» Task directions: What is needed here is every record, retyped without any change.

» Data for analysis:
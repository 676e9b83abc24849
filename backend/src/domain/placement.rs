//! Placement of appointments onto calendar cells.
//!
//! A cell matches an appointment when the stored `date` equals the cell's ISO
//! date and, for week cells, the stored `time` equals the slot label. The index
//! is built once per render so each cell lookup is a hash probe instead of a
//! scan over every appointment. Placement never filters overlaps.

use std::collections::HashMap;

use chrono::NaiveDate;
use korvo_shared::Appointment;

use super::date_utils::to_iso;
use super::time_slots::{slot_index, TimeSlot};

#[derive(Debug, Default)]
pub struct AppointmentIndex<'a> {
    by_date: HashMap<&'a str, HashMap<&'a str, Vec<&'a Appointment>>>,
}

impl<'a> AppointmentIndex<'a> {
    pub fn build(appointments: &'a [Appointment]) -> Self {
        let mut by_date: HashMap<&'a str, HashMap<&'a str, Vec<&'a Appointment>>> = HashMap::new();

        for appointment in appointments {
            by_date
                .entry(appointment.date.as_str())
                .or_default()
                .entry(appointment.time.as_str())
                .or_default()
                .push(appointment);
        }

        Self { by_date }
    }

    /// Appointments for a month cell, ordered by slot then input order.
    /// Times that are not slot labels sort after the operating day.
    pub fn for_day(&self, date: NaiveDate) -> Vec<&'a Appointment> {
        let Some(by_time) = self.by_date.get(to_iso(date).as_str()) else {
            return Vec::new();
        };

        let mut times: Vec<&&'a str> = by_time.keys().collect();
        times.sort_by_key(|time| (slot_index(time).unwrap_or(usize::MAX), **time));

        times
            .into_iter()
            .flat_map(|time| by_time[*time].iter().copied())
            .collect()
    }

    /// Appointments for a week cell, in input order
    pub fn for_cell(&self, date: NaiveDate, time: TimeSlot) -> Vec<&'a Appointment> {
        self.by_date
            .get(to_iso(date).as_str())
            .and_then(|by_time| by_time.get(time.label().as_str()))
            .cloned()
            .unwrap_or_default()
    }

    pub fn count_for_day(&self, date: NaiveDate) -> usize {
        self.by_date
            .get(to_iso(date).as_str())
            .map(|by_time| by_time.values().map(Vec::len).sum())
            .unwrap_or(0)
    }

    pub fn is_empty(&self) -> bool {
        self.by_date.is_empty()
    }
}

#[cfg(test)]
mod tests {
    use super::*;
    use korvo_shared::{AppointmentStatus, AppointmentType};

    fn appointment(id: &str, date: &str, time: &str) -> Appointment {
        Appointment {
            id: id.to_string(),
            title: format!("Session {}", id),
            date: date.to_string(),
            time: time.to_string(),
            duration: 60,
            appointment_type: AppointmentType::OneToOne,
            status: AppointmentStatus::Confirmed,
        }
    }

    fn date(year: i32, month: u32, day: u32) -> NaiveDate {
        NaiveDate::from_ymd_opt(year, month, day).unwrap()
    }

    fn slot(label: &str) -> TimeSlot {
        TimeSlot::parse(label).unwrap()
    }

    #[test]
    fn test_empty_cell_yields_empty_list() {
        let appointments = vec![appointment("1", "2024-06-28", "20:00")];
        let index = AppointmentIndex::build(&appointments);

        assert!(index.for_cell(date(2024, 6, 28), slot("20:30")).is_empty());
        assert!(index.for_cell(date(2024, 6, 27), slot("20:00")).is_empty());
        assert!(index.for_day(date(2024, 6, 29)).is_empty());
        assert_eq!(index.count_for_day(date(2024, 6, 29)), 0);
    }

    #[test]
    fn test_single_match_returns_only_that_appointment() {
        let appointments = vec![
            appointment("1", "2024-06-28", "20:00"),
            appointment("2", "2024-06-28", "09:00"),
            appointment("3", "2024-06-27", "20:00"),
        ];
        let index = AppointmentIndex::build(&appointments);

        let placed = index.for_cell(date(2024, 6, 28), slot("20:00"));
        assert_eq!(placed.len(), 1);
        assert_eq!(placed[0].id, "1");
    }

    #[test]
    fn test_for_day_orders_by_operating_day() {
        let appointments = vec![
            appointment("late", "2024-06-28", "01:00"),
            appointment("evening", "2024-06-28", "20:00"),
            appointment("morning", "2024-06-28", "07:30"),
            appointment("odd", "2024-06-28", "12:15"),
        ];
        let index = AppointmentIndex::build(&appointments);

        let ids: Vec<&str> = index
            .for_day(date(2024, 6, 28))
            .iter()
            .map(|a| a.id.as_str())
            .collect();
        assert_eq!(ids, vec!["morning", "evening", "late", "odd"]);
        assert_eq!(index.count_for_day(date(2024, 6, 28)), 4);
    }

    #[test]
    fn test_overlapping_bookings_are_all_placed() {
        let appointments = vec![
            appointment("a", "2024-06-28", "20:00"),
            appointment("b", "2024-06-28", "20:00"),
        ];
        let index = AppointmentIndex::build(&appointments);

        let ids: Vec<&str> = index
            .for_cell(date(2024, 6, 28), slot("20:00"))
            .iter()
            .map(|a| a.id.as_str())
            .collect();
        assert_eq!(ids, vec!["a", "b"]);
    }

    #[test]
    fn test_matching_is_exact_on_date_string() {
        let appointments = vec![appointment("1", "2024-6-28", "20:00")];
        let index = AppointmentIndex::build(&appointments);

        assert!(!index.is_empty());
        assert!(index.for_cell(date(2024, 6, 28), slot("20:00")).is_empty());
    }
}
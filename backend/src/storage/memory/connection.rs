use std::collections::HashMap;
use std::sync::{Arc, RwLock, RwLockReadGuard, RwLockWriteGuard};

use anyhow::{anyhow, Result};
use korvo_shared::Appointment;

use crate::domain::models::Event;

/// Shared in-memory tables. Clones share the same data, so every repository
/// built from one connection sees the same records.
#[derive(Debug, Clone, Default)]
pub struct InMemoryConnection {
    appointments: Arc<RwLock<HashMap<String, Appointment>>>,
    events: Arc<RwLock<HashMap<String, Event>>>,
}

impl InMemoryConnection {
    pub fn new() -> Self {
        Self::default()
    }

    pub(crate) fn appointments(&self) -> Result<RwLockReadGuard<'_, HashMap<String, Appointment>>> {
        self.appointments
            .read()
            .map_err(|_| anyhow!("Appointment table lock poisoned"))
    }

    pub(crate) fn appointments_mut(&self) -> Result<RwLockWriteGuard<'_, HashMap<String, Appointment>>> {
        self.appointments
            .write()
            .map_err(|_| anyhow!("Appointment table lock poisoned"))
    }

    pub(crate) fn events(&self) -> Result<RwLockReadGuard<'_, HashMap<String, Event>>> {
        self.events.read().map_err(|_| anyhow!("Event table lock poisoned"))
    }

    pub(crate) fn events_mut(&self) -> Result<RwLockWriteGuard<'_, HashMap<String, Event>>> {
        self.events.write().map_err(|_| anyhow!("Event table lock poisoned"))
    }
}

» Written solution:
repository 676e9b83abc24849
filename backend/src/domain/placement.rs
//! Placement of appointments onto calendar cells.
//!
//! A cell matches an appointment when the stored `date` equals the cell's ISO
//! date and, for week cells, the stored `time` equals the slot label. The index
//! is built once per render so each cell lookup is a hash probe instead of a
//! scan over every appointment. Placement never filters overlaps.

use std::collections::HashMap;

use chrono::NaiveDate;
use korvo_shared::Appointment;

use super::date_utils::to_iso;
use super::time_slots::{slot_index, TimeSlot};

#[derive(Debug, Default)]
pub struct AppointmentIndex<'a> {
    by_date: HashMap<&'a str, HashMap<&'a str, Vec<&'a Appointment>>>,
}

impl<'a> AppointmentIndex<'a> {
    pub fn build(appointments: &'a [Appointment]) -> Self {
        let mut by_date: HashMap<&'a str, HashMap<&'a str, Vec<&'a Appointment>>> = HashMap::new();

        for appointment in appointments {
            by_date
                .entry(appointment.date.as_str())
                .or_default()
                .entry(appointment.time.as_str())
                .or_default()
                .push(appointment);
        }

        Self { by_date }
    }

    /// Appointments for a month cell, ordered by slot then input order.
    /// Times that are not slot labels sort after the operating day.
    pub fn for_day(&self, date: NaiveDate) -> Vec<&'a Appointment> {
        let Some(by_time) = self.by_date.get(to_iso(date).as_str()) else {
            return Vec::new();
        };

        let mut times: Vec<&&'a str> = by_time.keys().collect();
        times.sort_by_key(|time| (slot_index(time).unwrap_or(usize::MAX), **time));

        times
            .into_iter()
            .flat_map(|time| by_time[*time].iter().copied())
            .collect()
    }

    /// Appointments for a week cell, in input order
    pub fn for_cell(&self, date: NaiveDate, time: TimeSlot) -> Vec<&'a Appointment> {
        self.by_date
            .get(to_iso(date).as_str())
            .and_then(|by_time| by_time.get(time.label().as_str()))
            .cloned()
            .unwrap_or_default()
    }

    pub fn count_for_day(&self, date: NaiveDate) -> usize {
        self.by_date
            .get(to_iso(date).as_str())
            .map(|by_time| by_time.values().map(Vec::len).sum())
            .unwrap_or(0)
    }

    pub fn is_empty(&self) -> bool {
        self.by_date.is_empty()
    }
}

#[cfg(test)]
mod tests {
    use super::*;
    use korvo_shared::{AppointmentStatus, AppointmentType};

    fn appointment(id: &str, date: &str, time: &str) -> Appointment {
        Appointment {
            id: id.to_string(),
            title: format!("Session {}", id),
            date: date.to_string(),
            time: time.to_string(),
            duration: 60,
            appointment_type: AppointmentType::OneToOne,
            status: AppointmentStatus::Confirmed,
        }
    }

    fn date(year: i32, month: u32, day: u32) -> NaiveDate {
        NaiveDate::from_ymd_opt(year, month, day).unwrap()
    }

    fn slot(label: &str) -> TimeSlot {
        TimeSlot::parse(label).unwrap()
    }

    #[test]
    fn test_empty_cell_yields_empty_list() {
        let appointments = vec![appointment("1", "2024-06-28", "20:00")];
        let index = AppointmentIndex::build(&appointments);

        assert!(index.for_cell(date(2024, 6, 28), slot("20:30")).is_empty());
        assert!(index.for_cell(date(2024, 6, 27), slot("20:00")).is_empty());
        assert!(index.for_day(date(2024, 6, 29)).is_empty());
        assert_eq!(index.count_for_day(date(2024, 6, 29)), 0);
    }

    #[test]
    fn test_single_match_returns_only_that_appointment() {
        let appointments = vec![
            appointment("1", "2024-06-28", "20:00"),
            appointment("2", "2024-06-28", "09:00"),
            appointment("3", "2024-06-27", "20:00"),
        ];
        let index = AppointmentIndex::build(&appointments);

        let placed = index.for_cell(date(2024, 6, 28), slot("20:00"));
        assert_eq!(placed.len(), 1);
        assert_eq!(placed[0].id, "1");
    }

    #[test]
    fn test_for_day_orders_by_operating_day() {
        let appointments = vec![
            appointment("late", "2024-06-28", "01:00"),
            appointment("evening", "2024-06-28", "20:00"),
            appointment("morning", "2024-06-28", "07:30"),
            appointment("odd", "2024-06-28", "12:15"),
        ];
        let index = AppointmentIndex::build(&appointments);

        let ids: Vec<&str> = index
            .for_day(date(2024, 6, 28))
            .iter()
            .map(|a| a.id.as_str())
            .collect();
        assert_eq!(ids, vec!["morning", "evening", "late", "odd"]);
        assert_eq!(index.count_for_day(date(2024, 6, 28)), 4);
    }

    #[test]
    fn test_overlapping_bookings_are_all_placed() {
        let appointments = vec![
            appointment("a", "2024-06-28", "20:00"),
            appointment("b", "2024-06-28", "20:00"),
        ];
        let index = AppointmentIndex::build(&appointments);

        let ids: Vec<&str> = index
            .for_cell(date(2024, 6, 28), slot("20:00"))
            .iter()
            .map(|a| a.id.as_str())
            .collect();
        assert_eq!(ids, vec!["a", "b"]);
    }

    #[test]
    fn test_matching_is_exact_on_date_string() {
        let appointments = vec![appointment("1", "2024-6-28", "20:00")];
        let index = AppointmentIndex::build(&appointments);

        assert!(!index.is_empty());
        assert!(index.for_cell(date(2024, 6, 28), slot("20:00")).is_empty());
    }
}
filename backend/src/storage/memory/connection.rs
use std::collections::HashMap;
use std::sync::{Arc, RwLock, RwLockReadGuard, RwLockWriteGuard};

use anyhow::{anyhow, Result};
use korvo_shared::Appointment;

use crate::domain::models::Event;

/// Shared in-memory tables. Clones share the same data, so every repository
/// built from one connection sees the same records.
#[derive(Debug, Clone, Default)]
pub struct InMemoryConnection {
    appointments: Arc<RwLock<HashMap<String, Appointment>>>,
    events: Arc<RwLock<HashMap<String, Event>>>,
}

impl InMemoryConnection {
    pub fn new() -> Self {
        Self::default()
    }

    pub(crate) fn appointments(&self) -> Result<RwLockReadGuard<'_, HashMap<String, Appointment>>> {
        self.appointments
            .read()
            .map_err(|_| anyhow!("Appointment table lock poisoned"))
    }

    pub(crate) fn appointments_mut(&self) -> Result<RwLockWriteGuard<'_, HashMap<String, Appointment>>> {
        self.appointments
            .write()
            .map_err(|_| anyhow!("Appointment table lock poisoned"))
    }

    pub(crate) fn events(&self) -> Result<RwLockReadGuard<'_, HashMap<String, Event>>> {
        self.events.read().map_err(|_| anyhow!("Event table lock poisoned"))
    }

    pub(crate) fn events_mut(&self) -> Result<RwLockWriteGuard<'_, HashMap<String, Event>>> {
        self.events.write().map_err(|_| anyhow!("Event table lock poisoned"))
    }
}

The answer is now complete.